- **WHAT IS BEING ASKED**
In the data that follows, every line containing the word "Item" should be returned.

- **EXTRACTED INFORMATION**
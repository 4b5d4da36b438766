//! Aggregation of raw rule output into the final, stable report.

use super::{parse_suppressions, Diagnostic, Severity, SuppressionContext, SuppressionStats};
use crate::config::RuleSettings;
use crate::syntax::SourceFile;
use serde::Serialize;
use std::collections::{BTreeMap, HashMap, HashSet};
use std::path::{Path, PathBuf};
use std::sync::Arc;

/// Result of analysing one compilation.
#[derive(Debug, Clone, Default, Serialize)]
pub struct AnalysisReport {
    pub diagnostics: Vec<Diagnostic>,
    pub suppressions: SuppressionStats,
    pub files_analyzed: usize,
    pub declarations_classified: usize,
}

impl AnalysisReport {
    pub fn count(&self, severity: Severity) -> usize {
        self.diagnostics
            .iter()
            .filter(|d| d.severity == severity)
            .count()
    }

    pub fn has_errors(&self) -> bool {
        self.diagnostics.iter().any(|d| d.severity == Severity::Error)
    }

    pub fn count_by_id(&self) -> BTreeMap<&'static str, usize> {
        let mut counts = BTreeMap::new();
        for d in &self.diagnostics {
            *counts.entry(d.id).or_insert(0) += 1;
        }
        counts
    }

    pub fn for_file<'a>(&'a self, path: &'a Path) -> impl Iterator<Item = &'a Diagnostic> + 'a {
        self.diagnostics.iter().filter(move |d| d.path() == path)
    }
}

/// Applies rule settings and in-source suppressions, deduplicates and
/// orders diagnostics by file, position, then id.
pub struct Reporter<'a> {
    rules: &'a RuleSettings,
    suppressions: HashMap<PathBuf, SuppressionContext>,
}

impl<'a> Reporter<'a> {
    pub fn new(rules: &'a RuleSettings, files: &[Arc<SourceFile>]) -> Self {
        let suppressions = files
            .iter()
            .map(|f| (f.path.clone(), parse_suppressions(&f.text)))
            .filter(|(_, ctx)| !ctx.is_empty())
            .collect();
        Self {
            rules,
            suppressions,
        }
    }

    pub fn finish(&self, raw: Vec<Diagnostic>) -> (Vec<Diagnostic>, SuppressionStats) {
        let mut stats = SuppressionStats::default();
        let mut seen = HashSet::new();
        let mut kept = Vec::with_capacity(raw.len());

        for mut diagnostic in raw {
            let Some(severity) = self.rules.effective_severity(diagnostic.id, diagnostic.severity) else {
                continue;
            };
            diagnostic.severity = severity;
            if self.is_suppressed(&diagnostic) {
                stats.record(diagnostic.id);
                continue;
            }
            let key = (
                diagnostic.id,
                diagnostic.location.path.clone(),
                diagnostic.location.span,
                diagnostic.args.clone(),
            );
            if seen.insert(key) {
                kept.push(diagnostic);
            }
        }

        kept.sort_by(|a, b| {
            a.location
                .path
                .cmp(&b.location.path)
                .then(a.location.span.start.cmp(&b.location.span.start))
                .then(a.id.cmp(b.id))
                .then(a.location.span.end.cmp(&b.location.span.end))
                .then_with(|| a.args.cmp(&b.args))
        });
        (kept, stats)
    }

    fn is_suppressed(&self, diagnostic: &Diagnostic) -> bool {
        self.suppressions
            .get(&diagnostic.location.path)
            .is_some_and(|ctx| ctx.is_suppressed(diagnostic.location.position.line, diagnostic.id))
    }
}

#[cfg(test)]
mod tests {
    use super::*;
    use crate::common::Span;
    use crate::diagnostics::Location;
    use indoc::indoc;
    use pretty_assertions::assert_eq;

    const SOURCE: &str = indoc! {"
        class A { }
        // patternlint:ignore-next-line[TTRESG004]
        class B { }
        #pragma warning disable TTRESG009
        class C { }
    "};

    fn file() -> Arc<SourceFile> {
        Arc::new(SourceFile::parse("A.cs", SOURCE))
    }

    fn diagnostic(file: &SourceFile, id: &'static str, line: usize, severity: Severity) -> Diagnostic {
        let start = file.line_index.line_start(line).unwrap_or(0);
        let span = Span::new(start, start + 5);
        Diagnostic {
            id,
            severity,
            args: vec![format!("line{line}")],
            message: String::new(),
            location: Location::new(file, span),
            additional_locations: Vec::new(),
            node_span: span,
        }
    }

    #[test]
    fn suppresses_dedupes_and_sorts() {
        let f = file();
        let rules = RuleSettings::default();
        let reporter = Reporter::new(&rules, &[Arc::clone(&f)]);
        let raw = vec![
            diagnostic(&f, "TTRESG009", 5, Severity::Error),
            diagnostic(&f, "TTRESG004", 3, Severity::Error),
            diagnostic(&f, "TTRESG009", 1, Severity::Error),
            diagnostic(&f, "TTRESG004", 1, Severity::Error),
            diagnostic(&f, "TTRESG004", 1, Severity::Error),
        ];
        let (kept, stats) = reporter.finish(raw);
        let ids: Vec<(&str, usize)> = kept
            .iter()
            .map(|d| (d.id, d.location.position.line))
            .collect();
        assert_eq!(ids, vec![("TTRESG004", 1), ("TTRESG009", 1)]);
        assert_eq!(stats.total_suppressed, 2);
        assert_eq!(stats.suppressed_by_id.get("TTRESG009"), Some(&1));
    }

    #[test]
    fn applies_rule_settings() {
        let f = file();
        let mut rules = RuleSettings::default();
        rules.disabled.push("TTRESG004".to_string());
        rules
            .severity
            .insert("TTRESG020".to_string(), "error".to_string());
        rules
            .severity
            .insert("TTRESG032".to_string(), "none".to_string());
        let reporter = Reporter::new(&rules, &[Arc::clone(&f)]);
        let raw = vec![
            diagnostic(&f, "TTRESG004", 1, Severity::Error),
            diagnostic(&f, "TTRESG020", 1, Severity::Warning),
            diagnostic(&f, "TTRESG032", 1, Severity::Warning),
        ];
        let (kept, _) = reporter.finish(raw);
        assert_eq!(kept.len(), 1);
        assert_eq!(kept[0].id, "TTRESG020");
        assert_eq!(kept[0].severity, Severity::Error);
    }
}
* * *
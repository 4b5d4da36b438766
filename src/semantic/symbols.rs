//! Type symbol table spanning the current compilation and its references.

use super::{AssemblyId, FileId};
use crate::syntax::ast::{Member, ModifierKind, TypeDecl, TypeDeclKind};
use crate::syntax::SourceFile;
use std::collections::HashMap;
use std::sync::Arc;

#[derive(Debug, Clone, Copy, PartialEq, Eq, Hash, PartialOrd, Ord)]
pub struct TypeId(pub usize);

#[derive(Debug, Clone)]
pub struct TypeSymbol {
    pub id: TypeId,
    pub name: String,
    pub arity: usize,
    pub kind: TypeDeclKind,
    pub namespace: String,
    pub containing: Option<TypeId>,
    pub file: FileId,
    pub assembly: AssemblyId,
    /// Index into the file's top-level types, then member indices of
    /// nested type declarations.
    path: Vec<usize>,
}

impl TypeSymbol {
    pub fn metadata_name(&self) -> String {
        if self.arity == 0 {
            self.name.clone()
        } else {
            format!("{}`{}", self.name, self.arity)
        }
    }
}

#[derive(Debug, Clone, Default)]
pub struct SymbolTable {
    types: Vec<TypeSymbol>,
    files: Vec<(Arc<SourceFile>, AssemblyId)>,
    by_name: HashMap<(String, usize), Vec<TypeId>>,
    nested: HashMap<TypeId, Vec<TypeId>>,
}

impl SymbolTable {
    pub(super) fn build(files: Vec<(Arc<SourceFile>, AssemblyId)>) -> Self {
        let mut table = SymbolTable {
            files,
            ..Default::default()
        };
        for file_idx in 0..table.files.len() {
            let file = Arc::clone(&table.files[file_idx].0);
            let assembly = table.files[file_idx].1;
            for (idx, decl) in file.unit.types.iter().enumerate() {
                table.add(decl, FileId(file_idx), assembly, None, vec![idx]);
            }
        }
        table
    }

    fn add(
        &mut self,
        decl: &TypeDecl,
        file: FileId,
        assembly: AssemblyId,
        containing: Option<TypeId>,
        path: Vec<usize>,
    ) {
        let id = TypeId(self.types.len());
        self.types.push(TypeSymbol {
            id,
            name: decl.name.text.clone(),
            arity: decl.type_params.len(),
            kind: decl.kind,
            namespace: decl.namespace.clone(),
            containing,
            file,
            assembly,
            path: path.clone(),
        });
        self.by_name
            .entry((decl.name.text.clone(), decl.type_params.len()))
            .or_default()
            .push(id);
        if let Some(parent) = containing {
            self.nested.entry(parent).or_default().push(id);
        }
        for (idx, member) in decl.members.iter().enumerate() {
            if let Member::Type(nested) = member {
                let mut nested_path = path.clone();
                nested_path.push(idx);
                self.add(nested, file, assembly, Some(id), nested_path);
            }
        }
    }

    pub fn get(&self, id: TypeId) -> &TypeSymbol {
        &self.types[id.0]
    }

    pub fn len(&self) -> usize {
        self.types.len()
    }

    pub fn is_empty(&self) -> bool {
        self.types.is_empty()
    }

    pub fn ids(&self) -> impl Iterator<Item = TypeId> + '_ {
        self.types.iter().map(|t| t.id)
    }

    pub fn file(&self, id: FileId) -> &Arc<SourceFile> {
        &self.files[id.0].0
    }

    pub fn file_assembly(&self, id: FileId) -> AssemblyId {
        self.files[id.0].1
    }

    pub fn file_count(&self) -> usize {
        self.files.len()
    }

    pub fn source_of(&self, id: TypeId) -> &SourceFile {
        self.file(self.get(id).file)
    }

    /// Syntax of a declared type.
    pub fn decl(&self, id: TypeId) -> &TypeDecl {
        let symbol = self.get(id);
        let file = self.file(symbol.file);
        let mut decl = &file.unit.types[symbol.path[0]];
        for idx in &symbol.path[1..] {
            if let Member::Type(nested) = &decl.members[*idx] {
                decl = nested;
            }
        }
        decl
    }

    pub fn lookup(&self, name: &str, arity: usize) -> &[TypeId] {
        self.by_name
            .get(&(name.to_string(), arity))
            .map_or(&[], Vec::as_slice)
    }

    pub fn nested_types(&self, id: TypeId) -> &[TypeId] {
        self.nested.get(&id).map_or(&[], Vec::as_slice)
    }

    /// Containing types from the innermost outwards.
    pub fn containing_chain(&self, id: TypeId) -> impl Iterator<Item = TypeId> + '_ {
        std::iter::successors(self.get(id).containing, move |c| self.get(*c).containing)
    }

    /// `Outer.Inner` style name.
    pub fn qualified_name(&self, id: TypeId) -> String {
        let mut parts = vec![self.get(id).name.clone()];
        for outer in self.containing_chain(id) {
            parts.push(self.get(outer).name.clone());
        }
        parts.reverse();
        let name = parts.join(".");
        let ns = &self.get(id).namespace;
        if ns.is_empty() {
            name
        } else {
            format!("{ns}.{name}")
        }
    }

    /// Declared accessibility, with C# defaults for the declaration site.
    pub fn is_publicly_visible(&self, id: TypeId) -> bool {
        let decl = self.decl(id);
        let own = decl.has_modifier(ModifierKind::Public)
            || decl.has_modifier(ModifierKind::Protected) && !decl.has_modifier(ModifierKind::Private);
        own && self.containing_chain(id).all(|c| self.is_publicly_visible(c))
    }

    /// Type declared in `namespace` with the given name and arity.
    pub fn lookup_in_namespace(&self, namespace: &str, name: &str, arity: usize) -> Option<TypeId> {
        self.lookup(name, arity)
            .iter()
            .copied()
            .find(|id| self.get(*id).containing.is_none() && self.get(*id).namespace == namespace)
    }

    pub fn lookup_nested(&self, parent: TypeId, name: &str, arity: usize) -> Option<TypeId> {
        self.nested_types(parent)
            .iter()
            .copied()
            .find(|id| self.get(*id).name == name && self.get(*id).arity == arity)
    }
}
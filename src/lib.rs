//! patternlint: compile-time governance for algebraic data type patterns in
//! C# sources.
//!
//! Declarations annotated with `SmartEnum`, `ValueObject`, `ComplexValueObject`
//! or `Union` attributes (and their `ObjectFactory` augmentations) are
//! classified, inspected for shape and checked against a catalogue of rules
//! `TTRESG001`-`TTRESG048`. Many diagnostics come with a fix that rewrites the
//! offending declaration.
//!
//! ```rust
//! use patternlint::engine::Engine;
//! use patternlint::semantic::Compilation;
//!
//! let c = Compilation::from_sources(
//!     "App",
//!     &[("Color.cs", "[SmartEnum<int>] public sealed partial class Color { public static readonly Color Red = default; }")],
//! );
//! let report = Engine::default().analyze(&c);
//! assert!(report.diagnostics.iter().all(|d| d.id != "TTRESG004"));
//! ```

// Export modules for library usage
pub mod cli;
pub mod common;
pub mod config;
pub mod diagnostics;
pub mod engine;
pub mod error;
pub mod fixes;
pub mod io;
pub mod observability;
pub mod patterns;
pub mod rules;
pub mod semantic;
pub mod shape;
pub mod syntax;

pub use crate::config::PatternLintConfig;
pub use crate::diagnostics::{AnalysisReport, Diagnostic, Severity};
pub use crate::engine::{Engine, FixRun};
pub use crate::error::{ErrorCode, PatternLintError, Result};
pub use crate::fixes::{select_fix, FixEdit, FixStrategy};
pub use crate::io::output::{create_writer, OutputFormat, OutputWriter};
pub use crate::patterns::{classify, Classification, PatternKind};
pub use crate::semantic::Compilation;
...
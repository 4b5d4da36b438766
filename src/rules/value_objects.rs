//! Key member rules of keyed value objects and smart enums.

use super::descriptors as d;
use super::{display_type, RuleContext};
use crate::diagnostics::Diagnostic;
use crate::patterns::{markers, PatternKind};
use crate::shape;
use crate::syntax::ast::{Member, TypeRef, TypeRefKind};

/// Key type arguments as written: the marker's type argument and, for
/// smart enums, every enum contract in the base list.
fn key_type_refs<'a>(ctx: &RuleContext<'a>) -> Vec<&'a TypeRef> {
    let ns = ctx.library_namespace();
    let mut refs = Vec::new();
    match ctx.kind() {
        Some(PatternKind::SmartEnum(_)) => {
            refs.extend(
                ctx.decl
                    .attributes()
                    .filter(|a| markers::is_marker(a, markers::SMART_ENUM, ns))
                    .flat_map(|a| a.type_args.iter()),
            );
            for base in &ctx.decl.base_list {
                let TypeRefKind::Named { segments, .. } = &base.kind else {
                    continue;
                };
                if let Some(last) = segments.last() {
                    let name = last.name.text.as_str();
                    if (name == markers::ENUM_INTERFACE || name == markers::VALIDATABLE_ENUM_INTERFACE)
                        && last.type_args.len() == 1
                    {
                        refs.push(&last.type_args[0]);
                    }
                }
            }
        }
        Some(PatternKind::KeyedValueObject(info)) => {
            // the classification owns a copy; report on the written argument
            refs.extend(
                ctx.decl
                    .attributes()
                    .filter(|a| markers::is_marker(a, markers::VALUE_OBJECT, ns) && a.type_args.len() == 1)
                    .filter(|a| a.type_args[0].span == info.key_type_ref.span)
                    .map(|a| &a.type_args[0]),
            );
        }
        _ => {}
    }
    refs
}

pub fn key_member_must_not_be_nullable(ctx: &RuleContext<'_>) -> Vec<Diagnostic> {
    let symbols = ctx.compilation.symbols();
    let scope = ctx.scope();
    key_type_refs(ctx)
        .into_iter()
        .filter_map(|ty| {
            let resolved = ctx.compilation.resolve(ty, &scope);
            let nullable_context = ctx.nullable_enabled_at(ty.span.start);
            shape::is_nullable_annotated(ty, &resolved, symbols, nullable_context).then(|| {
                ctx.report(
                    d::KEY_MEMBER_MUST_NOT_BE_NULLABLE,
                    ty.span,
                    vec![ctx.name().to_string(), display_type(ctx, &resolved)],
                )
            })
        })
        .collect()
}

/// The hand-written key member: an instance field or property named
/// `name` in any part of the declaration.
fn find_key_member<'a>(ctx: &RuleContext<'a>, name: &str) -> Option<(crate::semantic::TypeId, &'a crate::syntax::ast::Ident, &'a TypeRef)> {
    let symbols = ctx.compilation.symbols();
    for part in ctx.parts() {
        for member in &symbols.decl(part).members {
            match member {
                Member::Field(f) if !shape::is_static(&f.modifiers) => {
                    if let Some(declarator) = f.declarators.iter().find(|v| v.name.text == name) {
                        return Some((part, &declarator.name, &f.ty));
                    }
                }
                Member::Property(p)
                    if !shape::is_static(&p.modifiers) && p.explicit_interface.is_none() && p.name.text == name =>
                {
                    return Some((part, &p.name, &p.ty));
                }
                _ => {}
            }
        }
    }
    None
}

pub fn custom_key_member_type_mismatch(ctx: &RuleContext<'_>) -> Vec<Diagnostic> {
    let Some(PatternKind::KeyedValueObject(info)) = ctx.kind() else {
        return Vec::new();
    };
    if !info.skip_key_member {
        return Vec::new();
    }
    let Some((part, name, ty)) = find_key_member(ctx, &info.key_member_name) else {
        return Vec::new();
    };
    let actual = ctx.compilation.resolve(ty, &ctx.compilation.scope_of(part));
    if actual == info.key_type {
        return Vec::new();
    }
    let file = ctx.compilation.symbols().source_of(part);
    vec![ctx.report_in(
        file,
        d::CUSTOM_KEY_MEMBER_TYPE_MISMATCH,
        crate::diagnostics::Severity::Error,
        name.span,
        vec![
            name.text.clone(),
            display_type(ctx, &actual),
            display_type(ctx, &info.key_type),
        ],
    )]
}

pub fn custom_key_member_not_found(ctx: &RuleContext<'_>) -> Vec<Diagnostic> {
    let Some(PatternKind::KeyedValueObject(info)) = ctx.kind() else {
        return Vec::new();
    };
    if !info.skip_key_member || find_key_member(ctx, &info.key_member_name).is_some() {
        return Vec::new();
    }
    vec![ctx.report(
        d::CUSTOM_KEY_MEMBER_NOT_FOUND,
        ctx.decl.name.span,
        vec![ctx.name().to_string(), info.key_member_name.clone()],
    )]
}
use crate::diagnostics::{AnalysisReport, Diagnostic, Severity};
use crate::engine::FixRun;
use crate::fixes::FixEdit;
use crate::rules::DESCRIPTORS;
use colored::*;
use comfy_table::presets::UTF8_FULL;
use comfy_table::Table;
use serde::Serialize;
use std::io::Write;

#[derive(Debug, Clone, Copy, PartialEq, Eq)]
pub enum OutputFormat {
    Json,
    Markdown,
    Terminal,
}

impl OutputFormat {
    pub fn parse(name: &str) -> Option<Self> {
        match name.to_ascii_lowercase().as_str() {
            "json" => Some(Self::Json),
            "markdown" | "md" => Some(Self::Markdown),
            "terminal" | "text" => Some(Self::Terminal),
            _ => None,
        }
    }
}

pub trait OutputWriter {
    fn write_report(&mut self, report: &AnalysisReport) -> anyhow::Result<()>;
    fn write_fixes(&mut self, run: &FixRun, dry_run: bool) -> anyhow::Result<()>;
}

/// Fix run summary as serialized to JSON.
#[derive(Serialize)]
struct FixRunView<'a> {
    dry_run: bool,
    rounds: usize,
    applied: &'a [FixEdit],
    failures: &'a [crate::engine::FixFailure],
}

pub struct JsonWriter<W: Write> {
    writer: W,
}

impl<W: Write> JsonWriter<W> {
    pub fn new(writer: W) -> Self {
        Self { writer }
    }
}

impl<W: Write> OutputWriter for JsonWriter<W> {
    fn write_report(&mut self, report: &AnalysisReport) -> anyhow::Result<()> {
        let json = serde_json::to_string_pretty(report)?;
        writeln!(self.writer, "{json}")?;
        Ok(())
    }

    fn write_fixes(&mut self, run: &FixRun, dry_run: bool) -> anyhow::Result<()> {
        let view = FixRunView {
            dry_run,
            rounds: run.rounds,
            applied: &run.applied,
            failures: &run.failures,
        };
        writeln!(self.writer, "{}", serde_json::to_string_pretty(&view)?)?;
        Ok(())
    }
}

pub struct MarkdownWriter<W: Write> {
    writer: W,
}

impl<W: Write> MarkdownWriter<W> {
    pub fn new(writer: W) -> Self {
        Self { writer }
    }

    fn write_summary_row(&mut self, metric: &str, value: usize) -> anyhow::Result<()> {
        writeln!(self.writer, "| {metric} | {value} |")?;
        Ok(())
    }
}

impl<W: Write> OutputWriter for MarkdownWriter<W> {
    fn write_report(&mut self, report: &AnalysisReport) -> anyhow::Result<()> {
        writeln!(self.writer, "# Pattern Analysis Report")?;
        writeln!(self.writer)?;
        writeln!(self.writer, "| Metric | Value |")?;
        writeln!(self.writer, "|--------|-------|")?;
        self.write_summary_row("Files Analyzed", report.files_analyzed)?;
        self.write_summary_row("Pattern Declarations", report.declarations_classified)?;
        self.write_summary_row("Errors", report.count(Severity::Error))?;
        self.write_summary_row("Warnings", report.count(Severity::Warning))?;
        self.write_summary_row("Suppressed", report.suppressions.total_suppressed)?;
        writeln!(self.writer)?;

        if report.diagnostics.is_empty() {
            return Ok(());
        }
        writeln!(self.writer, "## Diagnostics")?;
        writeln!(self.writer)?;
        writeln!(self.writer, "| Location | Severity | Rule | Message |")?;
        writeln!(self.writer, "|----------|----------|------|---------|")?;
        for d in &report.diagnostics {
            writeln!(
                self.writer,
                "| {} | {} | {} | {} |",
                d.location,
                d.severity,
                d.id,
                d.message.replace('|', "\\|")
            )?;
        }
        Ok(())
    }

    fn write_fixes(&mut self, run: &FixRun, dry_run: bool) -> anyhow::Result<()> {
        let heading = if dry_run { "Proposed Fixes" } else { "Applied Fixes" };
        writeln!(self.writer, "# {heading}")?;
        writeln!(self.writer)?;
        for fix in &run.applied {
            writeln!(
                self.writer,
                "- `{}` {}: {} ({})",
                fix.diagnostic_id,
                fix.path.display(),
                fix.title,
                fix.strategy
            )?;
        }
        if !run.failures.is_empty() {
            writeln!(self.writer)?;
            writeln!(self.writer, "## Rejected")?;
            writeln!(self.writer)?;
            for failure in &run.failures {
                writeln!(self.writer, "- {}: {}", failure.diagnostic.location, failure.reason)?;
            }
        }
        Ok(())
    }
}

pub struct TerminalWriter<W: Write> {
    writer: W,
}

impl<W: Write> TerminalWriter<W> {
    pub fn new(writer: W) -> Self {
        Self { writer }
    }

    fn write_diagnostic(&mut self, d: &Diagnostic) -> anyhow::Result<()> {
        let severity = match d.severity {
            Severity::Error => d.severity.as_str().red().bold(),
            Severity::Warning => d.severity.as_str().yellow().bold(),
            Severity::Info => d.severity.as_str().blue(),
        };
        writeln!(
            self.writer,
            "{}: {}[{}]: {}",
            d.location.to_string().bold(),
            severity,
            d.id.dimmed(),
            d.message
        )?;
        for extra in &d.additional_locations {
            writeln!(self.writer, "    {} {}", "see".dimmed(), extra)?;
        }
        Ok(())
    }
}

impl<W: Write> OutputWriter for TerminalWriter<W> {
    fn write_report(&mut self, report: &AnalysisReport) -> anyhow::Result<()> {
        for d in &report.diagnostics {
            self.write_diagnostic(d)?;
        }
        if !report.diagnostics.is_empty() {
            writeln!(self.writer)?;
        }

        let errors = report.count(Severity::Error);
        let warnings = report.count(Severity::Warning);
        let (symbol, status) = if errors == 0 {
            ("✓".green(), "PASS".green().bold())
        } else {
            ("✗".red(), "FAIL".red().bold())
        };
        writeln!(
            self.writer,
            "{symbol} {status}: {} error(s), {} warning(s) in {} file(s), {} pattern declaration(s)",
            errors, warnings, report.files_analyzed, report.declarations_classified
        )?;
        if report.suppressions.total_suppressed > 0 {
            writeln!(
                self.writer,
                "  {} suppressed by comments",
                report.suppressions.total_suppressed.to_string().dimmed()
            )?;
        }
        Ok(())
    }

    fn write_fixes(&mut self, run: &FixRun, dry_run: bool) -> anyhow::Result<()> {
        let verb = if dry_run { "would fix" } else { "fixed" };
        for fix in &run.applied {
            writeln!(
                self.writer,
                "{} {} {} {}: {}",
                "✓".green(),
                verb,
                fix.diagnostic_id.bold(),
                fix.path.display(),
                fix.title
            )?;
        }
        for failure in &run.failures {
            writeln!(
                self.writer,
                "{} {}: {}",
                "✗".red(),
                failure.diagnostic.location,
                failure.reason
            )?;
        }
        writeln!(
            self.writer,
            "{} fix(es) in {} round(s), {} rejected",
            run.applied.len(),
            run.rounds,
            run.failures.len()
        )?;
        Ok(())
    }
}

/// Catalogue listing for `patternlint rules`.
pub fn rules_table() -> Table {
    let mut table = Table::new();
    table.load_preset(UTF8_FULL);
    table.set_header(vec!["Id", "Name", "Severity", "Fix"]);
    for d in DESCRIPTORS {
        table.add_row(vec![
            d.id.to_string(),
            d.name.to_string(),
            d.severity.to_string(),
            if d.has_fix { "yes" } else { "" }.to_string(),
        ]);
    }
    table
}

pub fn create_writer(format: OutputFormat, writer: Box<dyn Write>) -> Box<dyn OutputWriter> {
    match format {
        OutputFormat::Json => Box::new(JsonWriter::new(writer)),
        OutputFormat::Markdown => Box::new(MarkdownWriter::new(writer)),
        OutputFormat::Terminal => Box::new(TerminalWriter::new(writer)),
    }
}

- **PROBLEM SOLUTION**
    pub fn for_file<'a>(&'a self, path: &'a Path) -> impl Iterator<Item = &'a Diagnostic> + 'a {
    pub fn ids(&self) -> impl Iterator<Item = TypeId> + '_ {
    pub fn containing_chain(&self, id: TypeId) -> impl Iterator<Item = TypeId> + '_ {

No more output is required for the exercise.